Actuellement, je vous écris depuis le bus 92. On traverse la place de l’Étoile. J’essaie de me rappeler le dernier livre que j’ai terminé. Alors je lève la tête vers ce monument que je vois chaque jour. C’est triste, mais il est devenu banal à mes yeux. Bref, impossible de me rappeler quel livre j’ai terminé récemment. Il faut dire que j’en lis plusieurs en même temps : Outlander, Miss Peregrine et les enfants particuliers, un roman érotique (je ne dirais pas lequel, cela fait partie des sujets que je n’ose encore aborder ici), un autre sur une femme qui apprend que son mari la trompe. Ah, voilà : j’ai terminé un superbe livre sur Marguerite Duras. C’est un peu le Romain Gary de mon amie Caro.
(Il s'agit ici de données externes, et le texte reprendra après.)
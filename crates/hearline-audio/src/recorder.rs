use std::fs::File;
use std::io::{BufWriter, Write};
use std::path::{Path, PathBuf};

use anyhow::{Context, Result};
use hearline_core::{AudioFrame, TranscriptSegment};
use serde_json::json;
use tracing::info;

/// Optional sink that records the session to disk: captured audio as a WAV
/// file and transcript segments as a line-delimited JSON event log. Receives
/// values as they are produced; the pipeline has no other durable state.
pub struct Recorder {
    wav: hound::WavWriter<BufWriter<File>>,
    events: BufWriter<File>,
    audio_path: PathBuf,
    transcript_path: PathBuf,
}

impl Recorder {
    pub fn create(output_dir: &Path, sample_rate: u32) -> Result<Self> {
        std::fs::create_dir_all(output_dir)
            .with_context(|| format!("failed to create {}", output_dir.display()))?;

        let session_id = format!("session_{}", chrono::Local::now().format("%Y%m%d_%H%M%S"));
        let audio_path = output_dir.join(format!("{session_id}.wav"));
        let transcript_path = output_dir.join(format!("{session_id}_transcript.jsonl"));

        let spec = hound::WavSpec {
            channels: 1,
            sample_rate,
            bits_per_sample: 16,
            sample_format: hound::SampleFormat::Int,
        };
        let wav = hound::WavWriter::create(&audio_path, spec)
            .with_context(|| format!("failed to create {}", audio_path.display()))?;
        let events = BufWriter::new(
            File::create(&transcript_path)
                .with_context(|| format!("failed to create {}", transcript_path.display()))?,
        );

        info!(
            "recording to {} (transcript log: {})",
            audio_path.display(),
            transcript_path.display()
        );

        Ok(Recorder {
            wav,
            events,
            audio_path,
            transcript_path,
        })
    }

    pub fn write_audio(&mut self, frame: &AudioFrame) -> Result<()> {
        for &sample in frame.samples.iter() {
            self.wav.write_sample(sample)?;
        }
        Ok(())
    }

    pub fn log_segment(&mut self, segment: &TranscriptSegment) -> Result<()> {
        let event = json!({
            "timestamp": segment.start_time,
            "type": "transcript",
            "data": segment,
        });
        writeln!(self.events, "{event}")?;
        self.events.flush()?;
        Ok(())
    }

    /// Finalizes both files and returns their paths.
    pub fn finalize(mut self) -> Result<(PathBuf, PathBuf)> {
        self.wav.finalize()?;
        self.events.flush()?;
        info!(
            "recording saved: {} / {}",
            self.audio_path.display(),
            self.transcript_path.display()
        );
        Ok((self.audio_path, self.transcript_path))
    }
}
pub fn audio_to_mono(audio: &[f32], channels: u16) -> Vec<f32> {
    if channels <= 1 {
        return audio.to_vec();
    }

    let mut mono_samples = Vec::with_capacity(audio.len() / channels as usize);
    for chunk in audio.chunks(channels as usize) {
        let sum: f32 = chunk.iter().sum();
        mono_samples.push(sum / channels as f32);
    }
    mono_samples
}

pub fn f32_to_i16(samples: &[f32]) -> Vec<i16> {
    samples
        .iter()
        .map(|&s| (s.clamp(-1.0, 1.0) * i16::MAX as f32) as i16)
        .collect()
}

/// Interprets a raw little-endian 16-bit PCM payload. A trailing odd byte is
/// dropped rather than rejected.
pub fn pcm_bytes_to_samples(bytes: &[u8]) -> Vec<i16> {
    bytes
        .chunks_exact(2)
        .map(|pair| i16::from_le_bytes([pair[0], pair[1]]))
        .collect()
}

/// Linear-interpolation resampler. Good enough for speech going into a
/// transcription backend; not meant for playback quality.
pub fn resample(samples: &[i16], from_rate: u32, to_rate: u32) -> Vec<i16> {
    if from_rate == to_rate || samples.is_empty() {
        return samples.to_vec();
    }

    let ratio = from_rate as f64 / to_rate as f64;
    let out_len = (samples.len() as f64 / ratio).floor() as usize;
    let mut out = Vec::with_capacity(out_len);
    for i in 0..out_len {
        let pos = i as f64 * ratio;
        let idx = pos as usize;
        let frac = pos - idx as f64;
        let a = samples[idx] as f64;
        let b = samples.get(idx + 1).copied().unwrap_or(samples[idx]) as f64;
        out.push((a + (b - a) * frac).round() as i16);
    }
    out
}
Au sens que je suis passionnée par cette écrivaine, comme mon amie Caro l’est pour Romain Gary. Bref, j’ai fini cette série de fabuleux entretiens de Marguerite Duras par Leopoldina Pallota della Torre. Ils sont découpés par thématiques, c’est bien pratique. Lire la définition que fait Marguerite de son écriture, m’a rendue heureuse. Pourquoi ? Car c’est ainsi que je la décris au gens qui ne l’ont jamais lue :

C’est une rupture des automatismes du langage, une purification de l’usure du temps (…) ce n’est que du manque, des trous qui se creusent dans un enchainement de significations, des vides que peut naître quelque chose (…) tout part de la parole. Le sens du langage que j’emploie ne me concerne pas sur le moment. S’il y en a un, il se déploiera à l’intérieur du texte, comme pour la poésie de Baudelaire.

Je me suis sentie fière d’avoir aussi bien compris cette écrivaine que j’aime tant. Oui parce que parfois on aime des gens qu’on ne comprend pas.
En ce moment, avec l’Amoureux on a du mal à se comprendre justement. La faute à nos vies professionnelles respectives qui nous épuisent et nous rendent moins patients l’un vis à vis de l’autre. C’est quelque peu nouveau dans notre relation. Et comme j’ai toujours la crainte qu’un jour il se réveille et se rende compte qu’il ne m’aime plus, je ne supporte pas nos querelles-quiproquo.

Et oui, c’est aussi cela l’amour. Apprendre à composer avec nos humeurs respectives, savoir dire « pardon, j’ai eu tort – pardon de t’avoir parlé pas gentiment – Tu sais, je t’aime, même si aujourd’hui tu m’as agacé(e) plus que tout ». À ce propos, je suis un peu une traumatisée du « pardon ». Il est rare que je revienne la première. Je sais, c’est mal. Je suis une boudeuse. Des fois, je suis tellement en colère que cela prend le pas sur la bienveillance. On n’est pas le couple parfait, et on ne prétend pas l’être. Je ne suis pas parfaite et j’ai conscience que j’ai des marges de progression pour être plus cool avec l’Amoureux. Après tout, je suis super-méga-giga amoureuse de lui, c’est aussi comme ça que je peux l’illustrer. Manuela #chériecool. Ça me va bien. Et je vous le dis, l’Amoureux a beau s’appeler Superman, il a aussi ses côtés super chiants. Mais comme il est super génial, lui aussi il bosse sur ses marges de progression.

On est mardi matin, je reprends l’écriture de cet article sans queue ni tête. Je suis de nouveau dans le bus 92 – le nouveau, celui qui roule électrique – on s’apprête à traverser la place de l’Étoile. Il y a toujours ce groupe de touristes asiatiques qui prend des photos. C’est eux qui me rappellent à quel point je vis dans la plus belle capitale du monde. J’attends des réponses, réponses qui ne viendront certainement pas. C’est frustrant de ne pas savoir pourquoi certaines choses n’ont pas fonctionné. Cela donne un sentiment d’inachevé. Et surtout, ça pique dans mon cœur. Je ne peux exiger d’en savoir plus, j’ai déjà fait mon possible. Par contre, je suis en mesure de travailler sur moi-même pour prendre du recul. Ne vous inquiétez pas, rien de grave. Je vais bien. La vie et ses aléas, voilà tout.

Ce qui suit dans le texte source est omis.